O. P. Malik (M’66–SM’69–F’87–LF’00) received the National Diploma in electrical engineering from Delhi Polytechnic, India, in 1952, the M.E. degree in electrical machine design from the University of Roorkee, Roorkee, India, in 1962, the Ph.D. degree from the University of London, in 1965, and the D.I.C. degree from the Imperial College, London, U.K., in 1965. He has been involved in teaching and research for 45 years and is currently Professor Emeritus in the Department of Electrical and Computer Engineering, University of Calgary, Calgary, AB, Canada. He has done extensive research in the development of adaptive and artificial intelligence-based techniques for real-time control and protection of machines and power systems.

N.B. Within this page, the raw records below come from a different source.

#[async_trait]
impl AuthStore for EtcdStore {
    // ── groups ──────────────────────────────────────────────────

    async fn ensure_group(&self, group: &GroupInfo) -> Result<()> {
        let key = self.schema.group_key(&group.group_name);
        match self.insert_doc(&key, group, "group").await {
            Ok(()) => Ok(()),
            Err(OreoError::AlreadyExists(_)) => Ok(()),
            Err(e) => Err(e),
        }
    }

    async fn list_groups(&self) -> Result<Vec<GroupInfo>> {
        self.scan_docs(&self.schema.groups_prefix()).await
    }

    // ── routes ──────────────────────────────────────────────────

    async fn upsert_routes(&self, routes: &[RouterInfo]) -> Result<()> {
        for info in routes {
            if !info.uri.starts_with('/') {
                return Err(OreoError::Validation(format!("invalid uri: {}", info.uri)));
            }
            let key = self.schema.route_key(&info.group_name, &info.uri);
            let merged = match self.get_doc::<RouterInfo>(&key).await? {
                Some(mut existing) => {
                    existing.desc = info.desc.clone();
                    for (bit, data) in &info.method_map {
                        existing.method_map.insert(bit.clone(), data.clone());
                    }
                    existing
                }
                None => info.clone(),
            };
            self.put_doc(&key, &merged).await?;
        }
        Ok(())
    }

    async fn get_routes(&self, group: &str) -> Result<Vec<RouterInfo>> {
        self.scan_docs(&self.schema.routes_prefix(group)).await
    }

    async fn get_route_by_uri(&self, group: &str, uri: &str) -> Result<Option<RouterInfo>> {
        self.get_doc(&self.schema.route_key(group, uri)).await
    }

    async fn search_routes_by_uri(&self, group: &str, pattern: &str) -> Result<Vec<RouterInfo>> {
        let re = compile(pattern)?;
        let routes: Vec<RouterInfo> = self.scan_docs(&self.schema.routes_prefix(group)).await?;
        Ok(routes.into_iter().filter(|r| re.is_match(&r.uri)).collect())
    }

    async fn set_route_method_enable(
        &self,
        group: &str,
        uri: &str,
        bit: &str,
        enable: bool,
    ) -> Result<()> {
        self.update_route(group, uri, |route| {
            let data = route
                .method_map
                .get_mut(bit)
                .ok_or_else(|| OreoError::NotFound(format!("route {} method bit {}", uri, bit)))?;
            data.enable = enable;
            Ok(())
        })
        .await
    }

    async fn remove_route(&self, group: &str, uri: &str) -> Result<()> {
        self.delete_doc(&self.schema.route_key(group, uri), &format!("route {}", uri))
            .await
    }

    async fn remove_route_method(&self, group: &str, uri: &str, bit: &str) -> Result<()> {
        self.update_route(group, uri, |route| {
            route.method_map.remove(bit);
            Ok(())
        })
        .await
    }

    async fn update_route_desc(&self, group: &str, uri: &str, desc: &str) -> Result<()> {
        self.update_route(group, uri, |route| {
            route.desc = desc.to_string();
            Ok(())
        })
        .await
    }

    async fn update_route_method_desc(
        &self,
        group: &str,
        uri: &str,
        bit: &str,
        desc: &str,
    ) -> Result<()> {
        self.update_route(group, uri, |route| {
            route.method_map.entry(bit.to_string()).or_default().method_desc = desc.to_string();
            Ok(())
        })
        .await
    }

    // ── roles ───────────────────────────────────────────────────

    async fn upsert_role(&self, role: &RoleInfo) -> Result<()> {
        let key = self.schema.role_key(&role.group_name, &role.role_name);
        let merged = match self.get_doc::<RoleInfo>(&key).await? {
            Some(existing) => {
                let mut updated = role.clone();
                updated.user_ids = existing.user_ids;
                updated
            }
            None => role.clone(),
        };
        self.put_doc(&key, &merged).await
    }

    async fn remove_role(&self, group: &str, role_name: &str) -> Result<()> {
        self.delete_doc(
            &self.schema.role_key(group, role_name),
            &format!("role {}", role_name),
        )
        .await
    }

    async fn get_role(&self, group: &str, role_name: &str) -> Result<Option<RoleInfo>> {
        self.get_doc(&self.schema.role_key(group, role_name)).await
    }

    async fn get_roles(&self, group: &str) -> Result<Vec<RoleInfo>> {
        self.scan_docs(&self.schema.roles_prefix(group)).await
    }

    async fn count_regular_roles(&self, group: &str) -> Result<usize> {
        let roles: Vec<RoleInfo> = self.scan_docs(&self.schema.roles_prefix(group)).await?;
        Ok(roles
            .iter()
            .filter(|r| r.role_type != SUPER_ADMIN_ROLE_TYPE)
            .count())
    }

    async fn add_role_users(
        &self,
        group: &str,
        role_name: &str,
        user_ids: &[String],
    ) -> Result<()> {
        self.update_role(group, role_name, |role| {
            for user_id in user_ids {
                if !role.user_ids.contains(user_id) {
                    role.user_ids.push(user_id.clone());
                }
            }
            Ok(())
        })
        .await
    }

    async fn remove_role_users(
        &self,
        group: &str,
        role_name: &str,
        user_ids: &[String],
    ) -> Result<()> {
        self.update_role(group, role_name, |role| {
            role.user_ids.retain(|id| !user_ids.contains(id));
            Ok(())
        })
        .await
    }

    async fn add_user_to_default_role(&self, group: &str, user_id: &str) -> Result<()> {
        let roles: Vec<RoleInfo> = self.scan_docs(&self.schema.roles_prefix(group)).await?;
        let default = roles
            .into_iter()
            .find(|r| r.is_default)
            .ok_or_else(|| OreoError::NotFound(format!("default role of group {}", group)))?;
        self.update_role(group, &default.role_name, |role| {
            if !role.user_ids.contains(&user_id.to_string()) {
                role.user_ids.push(user_id.to_string());
            }
            Ok(())
        })
        .await
    }

    async fn set_default_role(&self, group: &str, role_name: &str) -> Result<()> {
        let roles: Vec<RoleInfo> = self.scan_docs(&self.schema.roles_prefix(group)).await?;
        let defaults: Vec<&RoleInfo> = roles.iter().filter(|r| r.is_default).collect();
        if defaults.len() > 1 {
            warn!(group = group, count = defaults.len(), "multiple default roles found, clearing all");
        }
        for role in defaults {
            self.update_role(group, &role.role_name, |r| {
                r.is_default = false;
                Ok(())
            })
            .await?;
        }

        self.update_role(group, role_name, |r| {
            r.is_default = true;
            Ok(())
        })
        .await
    }

    async fn update_role_type_desc(
        &self,
        group: &str,
        role_name: &str,
        desc: &str,
        role_type: i32,
    ) -> Result<()> {
        self.update_role(group, role_name, |role| {
            role.desc = desc.to_string();
            role.role_type = role_type;
            Ok(())
        })
        .await
    }

    async fn roles_of_user(&self, group: &str, user_id: &str) -> Result<Vec<RoleInfo>> {
        let roles: Vec<RoleInfo> = self.scan_docs(&self.schema.roles_prefix(group)).await?;
        Ok(roles
            .into_iter()
            .filter(|r| r.user_ids.iter().any(|id| id == user_id))
            .collect())
    }

    async fn roles_of_user_with_route(
        &self,
        group: &str,
        user_id: &str,
        router_key: &str,
    ) -> Result<Vec<RoleInfo>> {
        let roles = self.roles_of_user(group, user_id).await?;
        Ok(roles
            .into_iter()
            .filter(|r| r.router_map.contains_key(router_key))
            .collect())
    }

    async fn refresh_role_router_maps(
        &self,
        group: &str,
        router_key: &str,
        enable: bool,
    ) -> Result<()> {
        let roles: Vec<RoleInfo> = self.scan_docs(&self.schema.roles_prefix(group)).await?;
        for mut role in roles {
            if let Some(value) = role.router_map.get_mut(router_key) {
                if *value != enable {
                    *value = enable;
                    let key = self.schema.role_key(group, &role.role_name);
                    self.put_doc(&key, &role).await?;
                }
            }
        }
        Ok(())
    }

    // ── users ───────────────────────────────────────────────────

    async fn insert_user(&self, user: &UserInfo) -> Result<()> {
        let key = self.schema.user_key(&user.group_name, &user.user_id);
        self.insert_doc(&key, user, &format!("user {}", user.user_id))
            .await
    }

    async fn get_users(&self, group: &str) -> Result<Vec<UserInfo>> {
        self.scan_docs(&self.schema.users_prefix(group)).await
    }

    async fn get_user(&self, group: &str, user_id: &str) -> Result<Option<UserInfo>> {
        self.get_doc(&self.schema.user_key(group, user_id)).await
    }

    async fn search_users_by_id(&self, group: &str, pattern: &str) -> Result<Vec<UserInfo>> {
        let re = compile(pattern)?;
        let users: Vec<UserInfo> = self.scan_docs(&self.schema.users_prefix(group)).await?;
        Ok(users.into_iter().filter(|u| re.is_match(&u.user_id)).collect())
    }

    async fn set_user_sign_key(
        &self,
        group: &str,
        user_id: &str,
        sign_key: &str,
        desc: &str,
    ) -> Result<()> {
        self.update_user(group, user_id, |user| {
            user.sign_key.insert(sign_key.to_string(), desc.to_string());
            Ok(())
        })
        .await
    }

    async fn update_user_sign_desc(
        &self,
        group: &str,
        user_id: &str,
        sign_key: &str,
        desc: &str,
    ) -> Result<()> {
        self.update_user(group, user_id, |user| {
            let entry = user.sign_key.get_mut(sign_key).ok_or_else(|| {
                OreoError::NotFound(format!("sign key {} of user {}", sign_key, user_id))
            })?;
            *entry = desc.to_string();
            Ok(())
        })
        .await
    }

    async fn remove_user_sign_key(
        &self,
        group: &str,
        user_id: &str,
        sign_key: &str,
    ) -> Result<()> {
        self.update_user(group, user_id, |user| {
            user.sign_key.remove(sign_key);
            Ok(())
        })
        .await
    }

    async fn find_sign_key_owner(&self, group: &str, sign_key: &str) -> Result<Option<UserInfo>> {
        let users: Vec<UserInfo> = self.scan_docs(&self.schema.users_prefix(group)).await?;
        Ok(users.into_iter().find(|u| u.sign_key.contains_key(sign_key)))
    }

    async fn user_owns_sign_key(
        &self,
        group: &str,
        user_id: &str,
        sign_key: &str,
    ) -> Result<bool> {
        Ok(self
            .get_user(group, user_id)
            .await?
            .map(|u| u.sign_key.contains_key(sign_key))
            .unwrap_or(false))
    }

    // ── sign grants ─────────────────────────────────────────────

    async fn insert_sign(&self, sign: &SignInfo) -> Result<()> {
        let key = self
            .schema
            .sign_key(&sign.group_name, &sign.sign_key, &sign.user_id);
        self.insert_doc(
            &key,
            sign,
            &format!("sign grant ({}, {})", sign.sign_key, sign.user_id),
        )
        .await
    }

    async fn upsert_sign(&self, sign: &SignInfo) -> Result<()> {
        let key = self
            .schema
            .sign_key(&sign.group_name, &sign.sign_key, &sign.user_id);
        self.put_doc(&key, sign).await
    }

    async fn remove_sign(&self, group: &str, sign_key: &str, user_id: &str) -> Result<()> {
        self.delete_doc(
            &self.schema.sign_key(group, sign_key, user_id),
            &format!("sign grant ({}, {})", sign_key, user_id),
        )
        .await
    }

    async fn get_sign(
        &self,
        group: &str,
        sign_key: &str,
        user_id: &str,
    ) -> Result<Option<SignInfo>> {
        self.get_doc(&self.schema.sign_key(group, sign_key, user_id))
            .await
    }

    async fn signs_by_key(&self, group: &str, sign_key: &str) -> Result<Vec<SignInfo>> {
        self.scan_docs(&self.schema.sign_key_prefix(group, sign_key))
            .await
    }

    async fn signs_by_user(&self, group: &str, user_id: &str) -> Result<Vec<SignInfo>> {
        let signs: Vec<SignInfo> = self.scan_docs(&self.schema.signs_prefix(group)).await?;
        Ok(signs.into_iter().filter(|s| s.user_id == user_id).collect())
    }

    async fn set_sign_verify_data(
        &self,
        group: &str,
        sign_key: &str,
        user_id: &str,
        verify_data_uri: &HashMap<String, u8>,
    ) -> Result<()> {
        let key = self.schema.sign_key(group, sign_key, user_id);
        let mut sign: SignInfo = self.get_doc(&key).await?.ok_or_else(|| {
            OreoError::NotFound(format!("sign grant ({}, {})", sign_key, user_id))
        })?;
        sign.verify_data_uri = verify_data_uri.clone();
        self.put_doc(&key, &sign).await
    }

    async fn set_sign_create_user(
        &self,
        group: &str,
        sign_key: &str,
        create_user_id: &str,
    ) -> Result<()> {
        let signs: Vec<SignInfo> = self
            .scan_docs(&self.schema.sign_key_prefix(group, sign_key))
            .await?;
        for mut sign in signs {
            sign.create_user_id = create_user_id.to_string();
            let key = self.schema.sign_key(group, sign_key, &sign.user_id);
            self.put_doc(&key, &sign).await?;
        }
        Ok(())
    }

    async fn sign_covers(
        &self,
        group: &str,
        sign_key: &str,
        user_id: &str,
        uri: &str,
        mask: u8,
    ) -> Result<bool> {
        Ok(self
            .get_sign(group, sign_key, user_id)
            .await?
            .and_then(|s| s.verify_data_uri.get(uri).copied())
            .map(|stored| stored & mask == mask)
            .unwrap_or(false))
    }

    async fn signs_of_user_all_bits(
        &self,
        group: &str,
        user_id: &str,
        uri: &str,
        mask: u8,
    ) -> Result<Vec<SignInfo>> {
        let signs = self.signs_by_user(group, user_id).await?;
        Ok(signs
            .into_iter()
            .filter(|s| {
                s.verify_data_uri
                    .get(uri)
                    .map(|stored| stored & mask == mask)
                    .unwrap_or(false)
            })
            .collect())
    }

    async fn signs_of_user_any_bits(
        &self,
        group: &str,
        user_id: &str,
        uri: &str,
        mask: u8,
    ) -> Result<Vec<SignInfo>> {
        let signs = self.signs_by_user(group, user_id).await?;
        Ok(signs
            .into_iter()
            .filter(|s| {
                s.verify_data_uri
                    .get(uri)
                    .map(|stored| stored & mask != 0)
                    .unwrap_or(false)
            })
            .collect())
    }
}
pub mod check;
pub mod trie;

use crate::error::Result;
use crate::method::Method;
use serde::{Deserialize, Serialize};

/// A route registration request: one uri plus its admitted methods.
#[derive(Debug, Clone, Serialize, Deserialize)]
#[serde(rename_all = "camelCase")]
pub struct RouteData {
    pub url: String,
    pub url_desc: String,
    pub methods: Vec<RouteMethodData>,
}

#[derive(Debug, Clone, Serialize, Deserialize)]
#[serde(rename_all = "camelCase")]
pub struct RouteMethodData {
    pub enable: bool,
    pub method: String,
    pub method_desc: String,
}

/// Validate a batch of route registrations: uri syntax and method names.
pub fn route_check(routes: &[RouteData]) -> Result<()> {
    for route in routes {
        let url = route.url.trim().to_lowercase();
        check::route_rule_check(&url)?;

        for m in &route.methods {
            Method::parse(&m.method)?;
        }
    }

    Ok(())
}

David T. Westwick (M’97) received the B.A.Sc. degree in engineering physics from The University of British Columbia, the M.Sc.E. degree in electrical engineering from The University of New Brunswick, and the Ph.D. degree in electrical engineering from McGill University. After earning his PhD., he spent two years as a research associate in the Department of Biomedical Engineering at Boston University, and a year at the Technical University of Delft as a research fellow in the Systems and Control Engineering Group. Since 1999, he has been a faculty member in the Department of Electrical and Computer Engineering at the University of Calgary, where he is currently a Professor. In 2006, he was a visiting researcher with the Sensory Motor Performance Program at the Rehabilitation Institute of Chicago. His publications include a textbook, The Identification of Nonlinear Physiological Systems, published in 2003 as part of the IEEE Engineering in Medicine and Biology book series. His research interests include developing system identification techniques to construct mathematical models of various dynamical systems arising in diverse applications ranging from neuromuscular control and robotics to power systems and electrical machines.